Choosing between a credit card and a forex card can be confusing. Both serve different purposes and come with their own advantages and limitations. This article explains the key differences so you can decide which option suits your travel needs better.
Credit Cards
Credit cards allow users to spend on a pre-approved credit limit and repay the amount later. They offer various benefits such as reward points, cashback, lounge access, fuel surcharge waivers, dining discounts, and travel-related privileges.
When used internationally, credit cards are widely accepted and offer convenience along with premium services. However, international transactions attract foreign exchange markup fees, which increase the total cost of spending.
Forex Cards
Forex cards are prepaid cards that can be loaded with foreign currency before travelling. Many forex cards support multiple currencies, allowing travellers to use the same card across different countries.
These cards usually carry zero foreign exchange markup when used in the same currency they are loaded with. Since they are prepaid, there are no interest charges, making them a cost-effective option for international spending and cash withdrawals.
Forex Markup Charges
One of the biggest drawbacks of using credit cards internationally is the foreign exchange markup fee. Most credit cards charge around three to four percent on every international transaction. Even premium cards with lower markup still add extra cost to each payment.
Forex cards generally do not charge any markup when transactions are made in the same currency loaded on the card. This makes them significantly cheaper for regular international expenses.
Credit card transactions are settled based on real-time exchange rates, which fluctuate constantly. This means the final amount charged can vary depending on market conditions, making expenses unpredictable.
With forex cards, currency is locked in when you load the card. This protects you from future exchange rate fluctuations and helps with better expense planning.
Credit cards clearly have an edge when it comes to travel benefits. Many cards offer complimentary airport lounge access, concierge services, travel insurance, hotel memberships, and airline rewards. Reward points earned on international spending can be redeemed for flights, hotels, or vouchers.
Forex cards focus mainly on affordability and ease of international transactions. They usually do not offer lifestyle or travel privileges.
Withdrawing cash using a credit card attracts high charges. Banks levy cash advance fees along with interest, making ATM withdrawals expensive.
Forex cards allow cash withdrawals at international ATMs at much lower and usually fixed charges. This makes them a better option for carrying foreign cash.

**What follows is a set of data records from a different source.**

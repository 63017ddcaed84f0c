// SPDX-License-Identifier: MIT
// Copyright (c) 2026 Alfred Jean LLC

//! Reconnection state machine.
//!
//! The controller decides when to connect and how long to wait after a
//! failure. It never touches the transport; the session performs the actual
//! connect and reports the outcome back.
//!
//! ```text
//! Disconnected --begin_attempt--> Connecting --on_connected--> Connected
//!       ^                             |                            |
//!       +--------on_failure-----------+-----------on_failure-------+
//! ```

use std::fmt;
use std::sync::atomic::{AtomicBool, AtomicU32, AtomicU8, Ordering};
use std::sync::Arc;
use std::time::Duration;

use tokio::time::Instant;

/// Connection state values for atomic state field.
pub const STATE_DISCONNECTED: u8 = 0;
pub const STATE_CONNECTING: u8 = 1;
pub const STATE_CONNECTED: u8 = 2;

/// Where the connection lifecycle currently is.
#[derive(Debug, Clone, Copy, PartialEq, Eq)]
pub enum ConnectionState {
    Disconnected,
    Connecting,
    Connected,
}

impl ConnectionState {
    fn as_u8(self) -> u8 {
        match self {
            ConnectionState::Disconnected => STATE_DISCONNECTED,
            ConnectionState::Connecting => STATE_CONNECTING,
            ConnectionState::Connected => STATE_CONNECTED,
        }
    }

    fn from_u8(value: u8) -> Self {
        match value {
            STATE_CONNECTING => ConnectionState::Connecting,
            STATE_CONNECTED => ConnectionState::Connected,
            _ => ConnectionState::Disconnected,
        }
    }
}

impl fmt::Display for ConnectionState {
    fn fmt(&self, f: &mut fmt::Formatter<'_>) -> fmt::Result {
        match self {
            ConnectionState::Disconnected => write!(f, "disconnected"),
            ConnectionState::Connecting => write!(f, "connecting"),
            ConnectionState::Connected => write!(f, "connected"),
        }
    }
}

/// Connection state visible to the session task and its handles.
///
/// Uses atomic fields for lock-free reads from other tasks.
#[derive(Debug)]
pub struct SharedConnectionState {
    state: AtomicU8,
    attempt: AtomicU32,
    exhausted: AtomicBool,
}

impl SharedConnectionState {
    /// Create a new shared state initialized to disconnected.
    pub fn new() -> Self {
        Self {
            state: AtomicU8::new(STATE_DISCONNECTED),
            attempt: AtomicU32::new(0),
            exhausted: AtomicBool::new(false),
        }
    }

    pub fn get(&self) -> ConnectionState {
        ConnectionState::from_u8(self.state.load(Ordering::Acquire))
    }

    fn set(&self, state: ConnectionState) {
        self.state.store(state.as_u8(), Ordering::Release);
    }

    /// Consecutive failed attempts in the current cycle.
    pub fn attempt(&self) -> u32 {
        self.attempt.load(Ordering::Acquire)
    }

    fn set_attempt(&self, attempt: u32) {
        self.attempt.store(attempt, Ordering::Release);
    }

    pub fn is_exhausted(&self) -> bool {
        self.exhausted.load(Ordering::Acquire)
    }

    fn set_exhausted(&self, exhausted: bool) {
        self.exhausted.store(exhausted, Ordering::Release);
    }

    pub fn is_connected(&self) -> bool {
        self.get() == ConnectionState::Connected
    }

    pub fn is_connecting(&self) -> bool {
        self.get() == ConnectionState::Connecting
    }

    /// Get a human-readable status string.
    pub fn status_string(&self) -> String {
        match self.get() {
            ConnectionState::Disconnected if self.is_exhausted() => {
                format!("disconnected (gave up after {} attempts)", self.attempt())
            }
            ConnectionState::Disconnected => {
                let attempt = self.attempt();
                if attempt > 0 {
                    format!("disconnected (retry {})", attempt)
                } else {
                    "disconnected".to_string()
                }
            }
            ConnectionState::Connecting => "connecting".to_string(),
            ConnectionState::Connected => "connected".to_string(),
        }
    }
}

impl Default for SharedConnectionState {
    fn default() -> Self {
        Self::new()
    }
}

/// Exponential backoff with a ceiling.
#[derive(Debug, Clone, Copy, PartialEq, Eq)]
pub struct Backoff {
    pub initial: Duration,
    pub max: Duration,
}

impl Default for Backoff {
    fn default() -> Self {
        Backoff {
            initial: Duration::from_secs(1),
            max: Duration::from_secs(30),
        }
    }
}

impl Backoff {
    /// Delay before the next attempt after `failures` consecutive failures:
    /// `min(initial * 2^failures, max)`.
    pub fn delay(&self, failures: u32) -> Duration {
        1u32.checked_shl(failures)
            .and_then(|factor| self.initial.checked_mul(factor))
            .map_or(self.max, |delay| delay.min(self.max))
    }
}

/// What to do after a failed or dropped connection.
#[derive(Debug, Clone, Copy, PartialEq, Eq)]
pub enum RetryDecision {
    /// Try again after this delay.
    RetryAfter(Duration),
    /// The attempt budget is spent. No retry is scheduled.
    Exhausted { attempts: u32 },
}

/// Owns the connection lifecycle and retry schedule.
#[derive(Debug)]
pub struct ReconnectController {
    state: ConnectionState,
    attempts: u32,
    /// Retries allowed per cycle; 0 means unlimited.
    max_attempts: u32,
    backoff: Backoff,
    exhausted: bool,
    retry_at: Option<Instant>,
    shared: Arc<SharedConnectionState>,
}

impl ReconnectController {
    pub fn new(backoff: Backoff, max_attempts: u32) -> Self {
        ReconnectController {
            state: ConnectionState::Disconnected,
            attempts: 0,
            max_attempts,
            backoff,
            exhausted: false,
            retry_at: None,
            shared: Arc::new(SharedConnectionState::new()),
        }
    }

    pub fn state(&self) -> ConnectionState {
        self.state
    }

    pub fn attempts(&self) -> u32 {
        self.attempts
    }

    pub fn is_exhausted(&self) -> bool {
        self.exhausted
    }

    /// Shared view of the state for other tasks.
    pub fn shared(&self) -> Arc<SharedConnectionState> {
        Arc::clone(&self.shared)
    }

    /// When the scheduled retry is due, if one is scheduled.
    pub fn retry_at(&self) -> Option<Instant> {
        self.retry_at
    }

    /// Moves to `Connecting`. Returns false, changing nothing, while an
    /// attempt is in flight or the connection is up.
    pub fn begin_attempt(&mut self) -> bool {
        if self.state != ConnectionState::Disconnected {
            return false;
        }
        self.retry_at = None;
        self.set_state(ConnectionState::Connecting);
        true
    }

    /// Records a successful connect and resets the backoff.
    pub fn on_connected(&mut self) {
        self.attempts = 0;
        self.exhausted = false;
        self.retry_at = None;
        self.shared.set_attempt(0);
        self.shared.set_exhausted(false);
        self.set_state(ConnectionState::Connected);
    }

    /// Records a failed attempt or a dropped connection and decides whether
    /// to retry.
    pub fn on_failure(&mut self) -> RetryDecision {
        self.set_state(ConnectionState::Disconnected);
        self.attempts = self.attempts.saturating_add(1);
        self.shared.set_attempt(self.attempts);

        if self.max_attempts > 0 && self.attempts > self.max_attempts {
            self.exhausted = true;
            self.retry_at = None;
            self.shared.set_exhausted(true);
            return RetryDecision::Exhausted {
                attempts: self.attempts,
            };
        }

        let delay = self.backoff.delay(self.attempts);
        self.retry_at = Some(Instant::now() + delay);
        RetryDecision::RetryAfter(delay)
    }

    /// Starts a fresh cycle after the budget ran out.
    pub fn reset_cycle(&mut self) {
        self.attempts = 0;
        self.exhausted = false;
        self.shared.set_attempt(0);
        self.shared.set_exhausted(false);
    }

    /// Full teardown: disconnected, no retry pending, fresh cycle.
    pub fn shutdown(&mut self) {
        self.retry_at = None;
        self.reset_cycle();
        self.set_state(ConnectionState::Disconnected);
    }

    fn set_state(&mut self, state: ConnectionState) {
        if self.state != state {
            tracing::debug!(from = %self.state, to = %state, "connection state");
        }
        self.state = state;
        self.shared.set(state);
    }
}

#[cfg(test)]
#[path = "reconnect_tests.rs"]
mod tests;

Credit cards often come with joining and annual fees. Premium travel credit cards generally have higher fees but compensate with benefits and rewards.
Forex cards usually have a low issuance fee and do not carry annual charges, making them economical for short-term international travel.
The choice between a credit card and a forex card depends on your travel requirements.
If your priority is lower transaction costs, predictable expenses, and easy cash withdrawals, a forex card is a smart option. It is especially useful for students and frequent international travellers who want to avoid high forex charges.
If you value premium benefits such as lounge access, reward points, travel insurance, and lifestyle privileges, a travel-focused credit card may suit you better despite the higher costs.
Many travellers prefer carrying both cards to balance convenience and cost.
Both credit cards and forex cards play an important role in international travel. Forex cards help save money on foreign transactions, while credit cards offer comfort, rewards, and premium privileges.
Choosing the right option depends on your spending habits, travel frequency, and budget. Understanding these differences will help you make an informed decision and travel more confidently.